La necesidad de garantizar la seguridad económica está empezando a influir en las decisiones de inversión, determinando qué sectores reciben apoyo y cuáles empresas se verán beneficiadas por un aumento en el gasto en producción, tecnología, energía e infraestructuras esenciales. Los inversores ahora deben comprender no solo dónde hay crecimiento, sino también qué áreas son consideradas estratégicas para la autonomía económica.

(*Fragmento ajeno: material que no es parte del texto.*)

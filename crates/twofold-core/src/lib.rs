//! Core types and definitions for TWOFOLD.
//!
//! This crate defines the vocabulary shared across all other crates:
//! directions, commands, state snapshots, events, errors and constants.
//! It has no dependency on any runtime or front-end framework.

pub mod commands;
pub mod constants;
pub mod enums;
pub mod error;
pub mod events;
pub mod state;
pub mod types;

#[cfg(test)]
mod tests;
//! Error taxonomy for the grid engine.
//!
//! No-op moves and stuck boards are ordinary return values, not errors.
//! Every variant here signals a caller-side contract violation.

#[derive(thiserror::Error, Debug, Clone, PartialEq, Eq)]
pub enum EngineError {
    #[error("no empty cell left to spawn a tile into")]
    NoEmptyCell,
    #[error("invalid grid dimensions {rows}x{cols}")]
    InvalidDimensions { rows: usize, cols: usize },
    #[error("invalid direction: {0:?}")]
    InvalidDirection(String),
    #[error("invalid tile value {value}: must be 0 or a power of two >= 2")]
    InvalidTile { value: u32 },
}
//! Small value types returned by engine operations.

use serde::{Deserialize, Serialize};

/// Result of resolving one direction command.
#[derive(Debug, Clone, Copy, Default, PartialEq, Eq, Serialize, Deserialize)]
pub struct MoveOutcome {
    /// Whether any cell changed position or value.
    pub moved: bool,
    /// Sum of the values of all tiles created by merges.
    pub score_delta: u64,
}

/// A tile placed by a spawn.
#[derive(Debug, Clone, Copy, PartialEq, Eq, Serialize, Deserialize)]
pub struct SpawnedTile {
    pub row: usize,
    pub col: usize,
    pub value: u32,
}

impl MoveOutcome {
    /// Outcome of a move that changed nothing.
    pub const NONE: MoveOutcome = MoveOutcome {
        moved: false,
        score_delta: 0,
    };
}
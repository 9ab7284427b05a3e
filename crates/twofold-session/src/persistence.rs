//! Score record persistence: `{"best_score": .., "played_round": ..}` on disk.

use std::fs;
use std::io;
use std::path::{Path, PathBuf};

use log::info;
use serde::{Deserialize, Serialize};

use twofold_core::constants::SCORE_FILE_NAME;

/// What survives between sessions.
#[derive(Debug, Clone, Copy, Default, PartialEq, Eq, Serialize, Deserialize)]
pub struct ScoreRecord {
    #[serde(default)]
    pub best_score: u64,
    #[serde(default)]
    pub played_round: u64,
}

#[derive(thiserror::Error, Debug)]
pub enum PersistenceError {
    #[error("io error: {0}")]
    Io(#[from] io::Error),
    #[error("malformed score record: {0}")]
    Json(#[from] serde_json::Error),
}

/// Default score file location inside `dir`.
pub fn score_path(dir: &Path) -> PathBuf {
    dir.join(SCORE_FILE_NAME)
}

/// Load the record at `path`. A missing file yields the zero record.
pub fn load_record(path: &Path) -> Result<ScoreRecord, PersistenceError> {
    let json = match fs::read_to_string(path) {
        Ok(json) => json,
        Err(e) if e.kind() == io::ErrorKind::NotFound => {
            info!("no score record at {}, starting fresh", path.display());
            return Ok(ScoreRecord::default());
        }
        Err(e) => return Err(e.into()),
    };
    let record: ScoreRecord = serde_json::from_str(&json)?;
    info!(
        "loaded score record: best {} after {} rounds",
        record.best_score, record.played_round
    );
    Ok(record)
}

/// Overwrite the record at `path`, creating parent directories as needed.
pub fn save_record(path: &Path, record: &ScoreRecord) -> Result<(), PersistenceError> {
    if let Some(dir) = path.parent().filter(|d| !d.as_os_str().is_empty()) {
        fs::create_dir_all(dir)?;
    }
    let json = serde_json::to_string(record)?;
    fs::write(path, json)?;
    Ok(())
}
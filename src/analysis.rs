/// Radar metrics over the cleaned transfer set
///
/// Six fixed indicators in display order. Three of them are raw amounts
/// (mean value, max value, mean fee) and get normalized into [0, 1] by the
/// shared maximum of the three, so the axes stay mutually comparable; the
/// daily-rate and the two concentration metrics are used as-is.
use crate::cleaning::CleanedTransfer;
use crate::logger::{self, LogTag};
use crate::utils::{mean, std_dev};
use chrono::NaiveDate;
use std::collections::{BTreeMap, HashSet};

/// One radar axis with its human-readable label and description
#[derive(Debug, Clone)]
pub struct RadarMetric {
    pub label: &'static str,
    pub description: &'static str,
    pub value: f64,
    /// Whether this metric participates in shared-maximum normalization
    pub normalized: bool,
}

/// Transfer counts per calendar date, ordered by date
pub fn daily_counts(transfers: &[CleanedTransfer]) -> Vec<f64> {
    let mut per_day: BTreeMap<NaiveDate, usize> = BTreeMap::new();
    for transfer in transfers {
        *per_day.entry(transfer.datetime.date_naive()).or_insert(0) += 1;
    }
    per_day.values().map(|&c| c as f64).collect()
}

/// Compute the six radar indicators, normalization applied
pub fn compute_radar_metrics(transfers: &[CleanedTransfer]) -> Vec<RadarMetric> {
    if transfers.is_empty() {
        return Vec::new();
    }

    let values: Vec<f64> = transfers.iter().map(|t| t.value).collect();
    let fees: Vec<f64> = transfers.iter().map(|t| t.tx_fee_eth).collect();
    let daily = daily_counts(transfers);

    let mean_value = mean(&values);
    let max_value = values.iter().cloned().fold(f64::MIN, f64::max);
    let mean_fee = mean(&fees);
    let mean_daily = mean(&daily);

    // Lower deviation across active days reads as higher concentration.
    // With a single active day the sample deviation is undefined and is
    // taken as 0, i.e. full concentration.
    let time_concentration = if mean_daily > 0.0 {
        1.0 - std_dev(&daily) / mean_daily
    } else {
        0.0
    };

    let distinct_contracts: HashSet<&str> = transfers
        .iter()
        .map(|t| t.contract_address.as_str())
        .collect();
    let contract_concentration =
        1.0 - distinct_contracts.len() as f64 / transfers.len() as f64;

    logger::debug(
        LogTag::Analysis,
        &format!(
            "raw metrics: mean value {:.6}, max value {:.6}, mean daily {:.2}, mean fee {:.8}",
            mean_value, max_value, mean_daily, mean_fee
        ),
    );

    let mut metrics = vec![
        RadarMetric {
            label: "Mean transfer value",
            description: "Average amount across all transfers",
            value: mean_value,
            normalized: true,
        },
        RadarMetric {
            label: "Max single transfer",
            description: "Largest single transfer amount",
            value: max_value,
            normalized: true,
        },
        RadarMetric {
            label: "Mean daily transfers",
            description: "Average number of transfers per active day",
            value: mean_daily,
            normalized: false,
        },
        RadarMetric {
            label: "Time concentration",
            description: "Higher means transfers cluster on fewer days",
            value: time_concentration,
            normalized: false,
        },
        RadarMetric {
            label: "Mean transfer fee (ETH)",
            description: "Average fee paid per transfer",
            value: mean_fee,
            normalized: true,
        },
        RadarMetric {
            label: "Contract concentration",
            description: "Higher means activity concentrates on fewer contracts",
            value: contract_concentration,
            normalized: false,
        },
    ];

    normalize_metrics(&mut metrics);
    metrics
}

/// Divide every normalization-flagged metric by the shared maximum of the
/// flagged metrics' raw values
///
/// Dividing each flagged metric by only its own maximum would collapse all
/// of them to 1.0 in a single-row context, so the shared maximum is used
/// instead to keep the axes comparable.
fn normalize_metrics(metrics: &mut [RadarMetric]) {
    let shared_max = metrics
        .iter()
        .filter(|m| m.normalized)
        .map(|m| m.value)
        .fold(f64::MIN, f64::max);
    if shared_max > 0.0 {
        for metric in metrics.iter_mut().filter(|m| m.normalized) {
            metric.value /= shared_max;
        }
    }
}

#[cfg(test)]
mod tests {
    use super::*;
    use crate::cleaning::clean_transfers;
    use crate::etherscan::TokenTransfer;
    use chrono::{DateTime, Utc};

    fn transfer_at(hash: &str, timestamp: i64, value: f64, contract: &str) -> TokenTransfer {
        TokenTransfer {
            tx_hash: hash.to_string(),
            timestamp,
            datetime: DateTime::<Utc>::from_timestamp(timestamp, 0),
            gas_used: 50_000,
            gas_price: 2e-9,
            value,
            contract_address: contract.to_string(),
            from_address: "0xfrom".to_string(),
            to_address: "0xto".to_string(),
            token_symbol: "TKN".to_string(),
        }
    }

    const DAY: i64 = 86_400;
    const T0: i64 = 1_700_000_000;

    fn cleaned(raw: &[TokenTransfer]) -> Vec<crate::cleaning::CleanedTransfer> {
        clean_transfers(raw).0
    }

    #[test]
    fn test_daily_counts_grouping() {
        let rows = cleaned(&[
            transfer_at("0x1", T0, 1.0, "0xc1"),
            transfer_at("0x2", T0 + 60, 1.0, "0xc1"),
            transfer_at("0x3", T0 + DAY, 1.0, "0xc1"),
        ]);
        assert_eq!(daily_counts(&rows), vec![2.0, 1.0]);
    }

    #[test]
    fn test_metric_order_and_labels() {
        let rows = cleaned(&[transfer_at("0x1", T0, 1.0, "0xc1")]);
        let metrics = compute_radar_metrics(&rows);
        let labels: Vec<&str> = metrics.iter().map(|m| m.label).collect();
        assert_eq!(
            labels,
            vec![
                "Mean transfer value",
                "Max single transfer",
                "Mean daily transfers",
                "Time concentration",
                "Mean transfer fee (ETH)",
                "Contract concentration",
            ]
        );
    }

    #[test]
    fn test_shared_maximum_normalization() {
        // Values 1.0 and 3.0 on one day: mean value 2.0, max value 3.0,
        // mean fee 0.0001. Shared max is 3.0.
        let rows = cleaned(&[
            transfer_at("0x1", T0, 1.0, "0xc1"),
            transfer_at("0x2", T0 + 60, 3.0, "0xc1"),
        ]);
        let metrics = compute_radar_metrics(&rows);
        assert!((metrics[0].value - 2.0 / 3.0).abs() < 1e-9);
        assert!((metrics[1].value - 1.0).abs() < 1e-9);
        assert!((metrics[4].value - 0.0001 / 3.0).abs() < 1e-9);
    }

    #[test]
    fn test_single_day_is_fully_concentrated() {
        let rows = cleaned(&[
            transfer_at("0x1", T0, 1.0, "0xc1"),
            transfer_at("0x2", T0 + 60, 2.0, "0xc1"),
        ]);
        let metrics = compute_radar_metrics(&rows);
        assert!((metrics[3].value - 1.0).abs() < 1e-9);
        // Mean daily transfers stays a raw rate
        assert!((metrics[2].value - 2.0).abs() < 1e-9);
    }

    #[test]
    fn test_contract_concentration() {
        // 4 rows over 2 distinct contracts: 1 - 2/4 = 0.5
        let rows = cleaned(&[
            transfer_at("0x1", T0, 1.0, "0xc1"),
            transfer_at("0x2", T0 + 1, 1.0, "0xc1"),
            transfer_at("0x3", T0 + 2, 1.0, "0xc2"),
            transfer_at("0x4", T0 + 3, 1.0, "0xc2"),
        ]);
        let metrics = compute_radar_metrics(&rows);
        assert!((metrics[5].value - 0.5).abs() < 1e-9);
    }

    #[test]
    fn test_empty_input_yields_no_metrics() {
        assert!(compute_radar_metrics(&[]).is_empty());
    }
}
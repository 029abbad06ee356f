/// Wire types for the explorer token-transfer endpoint
///
/// The explorer returns every numeric field as a JSON string and is loose
/// about spellings, so the raw record keeps everything optional and the
/// conversion resolves defaults in one place. Anything downstream of
/// [`RawTokenTransfer::into_transfer`] sees fully-typed values only.
use crate::errors::ScopeError;
use chrono::{DateTime, Utc};
use serde::Deserialize;

/// Divisor from the chain's smallest unit to native-currency units
pub const WEI_PER_ETH: f64 = 1e18;

/// Response envelope of the token-transfer listing endpoint
///
/// `result` is an array on success but a plain string on errors such as
/// "Max rate limit reached", so it stays a raw value until validated.
#[derive(Debug, Deserialize)]
pub struct TokenTxResponse {
    #[serde(default)]
    pub status: String,
    #[serde(default)]
    pub message: String,
    #[serde(default)]
    pub result: serde_json::Value,
}

/// One transfer record as the explorer serves it
#[derive(Debug, Clone, Default, Deserialize)]
pub struct RawTokenTransfer {
    #[serde(default)]
    pub hash: Option<String>,
    /// Seen as both `timeStamp` and `timestamp` in the wild
    #[serde(default, alias = "timeStamp")]
    pub timestamp: Option<String>,
    #[serde(default, rename = "gasUsed")]
    pub gas_used: Option<String>,
    /// Gas limit, used as a fallback when `gasUsed` is absent
    #[serde(default)]
    pub gas: Option<String>,
    #[serde(default, rename = "gasPrice")]
    pub gas_price: Option<String>,
    #[serde(default, rename = "tokenDecimal")]
    pub token_decimal: Option<String>,
    #[serde(default)]
    pub value: Option<String>,
    #[serde(default, rename = "contractAddress")]
    pub contract_address: Option<String>,
    #[serde(default)]
    pub from: Option<String>,
    #[serde(default)]
    pub to: Option<String>,
    #[serde(default, rename = "tokenSymbol")]
    pub token_symbol: Option<String>,
}

/// One fully-typed transfer record, defaults resolved
#[derive(Debug, Clone, PartialEq)]
pub struct TokenTransfer {
    pub tx_hash: String,
    pub timestamp: i64,
    /// None iff timestamp <= 0
    pub datetime: Option<DateTime<Utc>>,
    pub gas_used: u64,
    /// Native-currency units (wei / 1e18)
    pub gas_price: f64,
    /// Token units (smallest unit / 10^tokenDecimal)
    pub value: f64,
    pub contract_address: String,
    pub from_address: String,
    pub to_address: String,
    pub token_symbol: String,
}

fn parse_field<T: std::str::FromStr>(
    raw: &Option<String>,
    default: T,
    field: &str,
) -> Result<T, ScopeError> {
    match raw {
        Some(s) => s
            .parse::<T>()
            .map_err(|_| ScopeError::Parse(format!("invalid {}: {:?}", field, s))),
        None => Ok(default),
    }
}

impl RawTokenTransfer {
    /// Resolve defaults and convert into a typed [`TokenTransfer`]
    ///
    /// Default resolution: tokenDecimal -> 18, numeric fields -> 0, string
    /// fields -> empty. A record that fails any numeric parse is rejected
    /// individually; the caller decides whether to continue.
    pub fn into_transfer(self) -> Result<TokenTransfer, ScopeError> {
        let timestamp: i64 = parse_field(&self.timestamp, 0, "timestamp")?;
        let datetime = if timestamp > 0 {
            let dt = DateTime::<Utc>::from_timestamp(timestamp, 0)
                .ok_or_else(|| ScopeError::Parse(format!("timestamp out of range: {}", timestamp)))?;
            Some(dt)
        } else {
            None
        };

        let gas_used: u64 = match &self.gas_used {
            Some(s) => s
                .parse::<u64>()
                .map_err(|_| ScopeError::Parse(format!("invalid gasUsed: {:?}", s)))?,
            None => parse_field(&self.gas, 0, "gas")?,
        };

        let gas_price_wei: u128 = parse_field(&self.gas_price, 0, "gasPrice")?;
        let token_decimal: u32 = parse_field(&self.token_decimal, 18, "tokenDecimal")?;
        let value_raw: f64 = parse_field(&self.value, 0.0, "value")?;

        Ok(TokenTransfer {
            tx_hash: self.hash.unwrap_or_default(),
            timestamp,
            datetime,
            gas_used,
            gas_price: gas_price_wei as f64 / WEI_PER_ETH,
            value: value_raw / 10f64.powi(token_decimal as i32),
            contract_address: self.contract_address.unwrap_or_default(),
            from_address: self.from.unwrap_or_default(),
            to_address: self.to.unwrap_or_default(),
            token_symbol: self.token_symbol.unwrap_or_default(),
        })
    }
}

El fondo se lanzó en 2023 en un contexto de cambios significativos, incluyendo la relocalización de cadenas de suministro y el reshoring tecnológico, especialmente en la industria de semiconductores. El enfoque inicial ha expandido su alcance, reconociendo que una economía que busca potenciar su capacidad tecnológica también requiere de una mayor independencia energética, acceso a materias primas y redes eléctricas adecuadas para satisfacer una creciente demanda.
La expansión de la inteligencia artificial, junto con inversiones en centros de datos y electrificación, subraya la importancia de estos elementos en la estrategia del fondo. Sin embargo, Crystal advierte que esta tendencia no será lineal. La globalización ha tardado décadas en desarrollarse, y el camino hacia una mayor autonomía económica presentará fases de aceleración, pausas y cambios de enfoque entre diferentes subtemas.
Goldman Sachs Asset Management, al definir su estrategia, no la presenta como una inversión fija en un solo sector, sino como un portafolio adaptable que puede navegar entre áreas donde se concentra el capital y aquellas que ofrecen oportunidades únicas según el análisis interno. Esta flexibilidad es esencial en un entorno económico en transformación.
Contexto: En los últimos años, la economía global ha enfrentado desafíos significativos, como la pandemia de COVID-19 y tensiones geopolíticas, lo que ha llevado a los países a priorizar la seguridad económica. Los gobiernos europeos, incluyendo España, han intensificado sus esfuerzos para fortalecer la producción interna y reducir la dependencia de suministros externos, especialmente en sectores estratégicos como la tecnología y la energía. Este enfoque se traduce en un mayor apoyo a iniciativas que buscan diversificar las fuentes de suministro y fomentar la innovación local, lo que puede tener un impacto notable en el crecimiento económico y la creación de empleo en el país.